Aim of the exercise »
Return the following entries exactly, word for word.

Supplied information »

━━━

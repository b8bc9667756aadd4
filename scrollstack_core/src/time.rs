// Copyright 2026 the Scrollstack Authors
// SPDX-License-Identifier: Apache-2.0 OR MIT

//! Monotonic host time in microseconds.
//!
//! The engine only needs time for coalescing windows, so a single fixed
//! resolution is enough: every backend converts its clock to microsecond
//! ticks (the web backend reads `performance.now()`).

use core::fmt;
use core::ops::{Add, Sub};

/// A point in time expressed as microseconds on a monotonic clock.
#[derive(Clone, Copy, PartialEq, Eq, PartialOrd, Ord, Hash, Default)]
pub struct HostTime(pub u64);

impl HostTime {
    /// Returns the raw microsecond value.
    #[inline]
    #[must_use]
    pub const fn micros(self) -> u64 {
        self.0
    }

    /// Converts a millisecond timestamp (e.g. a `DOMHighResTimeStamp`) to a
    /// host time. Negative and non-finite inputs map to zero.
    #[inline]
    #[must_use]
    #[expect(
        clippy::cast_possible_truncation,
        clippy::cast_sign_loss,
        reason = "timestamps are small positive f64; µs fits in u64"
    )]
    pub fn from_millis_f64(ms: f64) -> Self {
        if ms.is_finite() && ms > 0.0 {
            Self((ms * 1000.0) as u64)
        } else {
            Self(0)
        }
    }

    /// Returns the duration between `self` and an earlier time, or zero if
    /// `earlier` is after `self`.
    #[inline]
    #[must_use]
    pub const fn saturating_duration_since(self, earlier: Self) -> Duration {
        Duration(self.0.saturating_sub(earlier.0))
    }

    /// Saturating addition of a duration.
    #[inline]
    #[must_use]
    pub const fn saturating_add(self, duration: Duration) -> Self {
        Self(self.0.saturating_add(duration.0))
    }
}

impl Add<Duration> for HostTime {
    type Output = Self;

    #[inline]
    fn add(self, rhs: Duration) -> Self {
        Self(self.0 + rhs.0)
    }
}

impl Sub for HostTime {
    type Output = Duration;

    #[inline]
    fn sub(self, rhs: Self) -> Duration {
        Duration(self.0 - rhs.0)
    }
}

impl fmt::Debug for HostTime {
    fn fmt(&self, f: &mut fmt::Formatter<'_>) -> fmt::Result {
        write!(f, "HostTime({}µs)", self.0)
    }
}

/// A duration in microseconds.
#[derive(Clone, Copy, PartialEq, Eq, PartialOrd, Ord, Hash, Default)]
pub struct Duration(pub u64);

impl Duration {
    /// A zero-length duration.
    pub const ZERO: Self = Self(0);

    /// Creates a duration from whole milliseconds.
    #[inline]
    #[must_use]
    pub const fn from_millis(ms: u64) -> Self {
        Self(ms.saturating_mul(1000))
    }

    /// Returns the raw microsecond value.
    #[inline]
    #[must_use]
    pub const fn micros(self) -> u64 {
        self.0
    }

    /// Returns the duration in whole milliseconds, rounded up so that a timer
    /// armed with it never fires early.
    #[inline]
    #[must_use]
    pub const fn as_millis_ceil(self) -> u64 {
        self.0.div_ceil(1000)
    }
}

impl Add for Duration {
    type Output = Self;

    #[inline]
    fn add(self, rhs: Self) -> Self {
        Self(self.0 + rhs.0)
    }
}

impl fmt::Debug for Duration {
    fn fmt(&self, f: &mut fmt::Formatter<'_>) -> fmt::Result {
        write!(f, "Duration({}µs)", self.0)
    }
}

━━━

Task response »
repository b8bc9667756aadd4
filename scrollstack_core/src/time.rs
// Copyright 2026 the Scrollstack Authors
// SPDX-License-Identifier: Apache-2.0 OR MIT

//! Monotonic host time in microseconds.
//!
//! The engine only needs time for coalescing windows, so a single fixed
//! resolution is enough: every backend converts its clock to microsecond
//! ticks (the web backend reads `performance.now()`).

use core::fmt;
use core::ops::{Add, Sub};

/// A point in time expressed as microseconds on a monotonic clock.
#[derive(Clone, Copy, PartialEq, Eq, PartialOrd, Ord, Hash, Default)]
pub struct HostTime(pub u64);

impl HostTime {
    /// Returns the raw microsecond value.
    #[inline]
    #[must_use]
    pub const fn micros(self) -> u64 {
        self.0
    }

    /// Converts a millisecond timestamp (e.g. a `DOMHighResTimeStamp`) to a
    /// host time. Negative and non-finite inputs map to zero.
    #[inline]
    #[must_use]
    #[expect(
        clippy::cast_possible_truncation,
        clippy::cast_sign_loss,
        reason = "timestamps are small positive f64; µs fits in u64"
    )]
    pub fn from_millis_f64(ms: f64) -> Self {
        if ms.is_finite() && ms > 0.0 {
            Self((ms * 1000.0) as u64)
        } else {
            Self(0)
        }
    }

    /// Returns the duration between `self` and an earlier time, or zero if
    /// `earlier` is after `self`.
    #[inline]
    #[must_use]
    pub const fn saturating_duration_since(self, earlier: Self) -> Duration {
        Duration(self.0.saturating_sub(earlier.0))
    }

    /// Saturating addition of a duration.
    #[inline]
    #[must_use]
    pub const fn saturating_add(self, duration: Duration) -> Self {
        Self(self.0.saturating_add(duration.0))
    }
}

impl Add<Duration> for HostTime {
    type Output = Self;

    #[inline]
    fn add(self, rhs: Duration) -> Self {
        Self(self.0 + rhs.0)
    }
}

impl Sub for HostTime {
    type Output = Duration;

    #[inline]
    fn sub(self, rhs: Self) -> Duration {
        Duration(self.0 - rhs.0)
    }
}

impl fmt::Debug for HostTime {
    fn fmt(&self, f: &mut fmt::Formatter<'_>) -> fmt::Result {
        write!(f, "HostTime({}µs)", self.0)
    }
}

/// A duration in microseconds.
#[derive(Clone, Copy, PartialEq, Eq, PartialOrd, Ord, Hash, Default)]
pub struct Duration(pub u64);

impl Duration {
    /// A zero-length duration.
    pub const ZERO: Self = Self(0);

    /// Creates a duration from whole milliseconds.
    #[inline]
    #[must_use]
    pub const fn from_millis(ms: u64) -> Self {
        Self(ms.saturating_mul(1000))
    }

    /// Returns the raw microsecond value.
    #[inline]
    #[must_use]
    pub const fn micros(self) -> u64 {
        self.0
    }

    /// Returns the duration in whole milliseconds, rounded up so that a timer
    /// armed with it never fires early.
    #[inline]
    #[must_use]
    pub const fn as_millis_ceil(self) -> u64 {
        self.0.div_ceil(1000)
    }
}

impl Add for Duration {
    type Output = Self;

    #[inline]
    fn add(self, rhs: Self) -> Self {
        Self(self.0 + rhs.0)
    }
}

impl fmt::Debug for Duration {
    fn fmt(&self, f: &mut fmt::Formatter<'_>) -> fmt::Result {
        write!(f, "Duration({}µs)", self.0)
    }
}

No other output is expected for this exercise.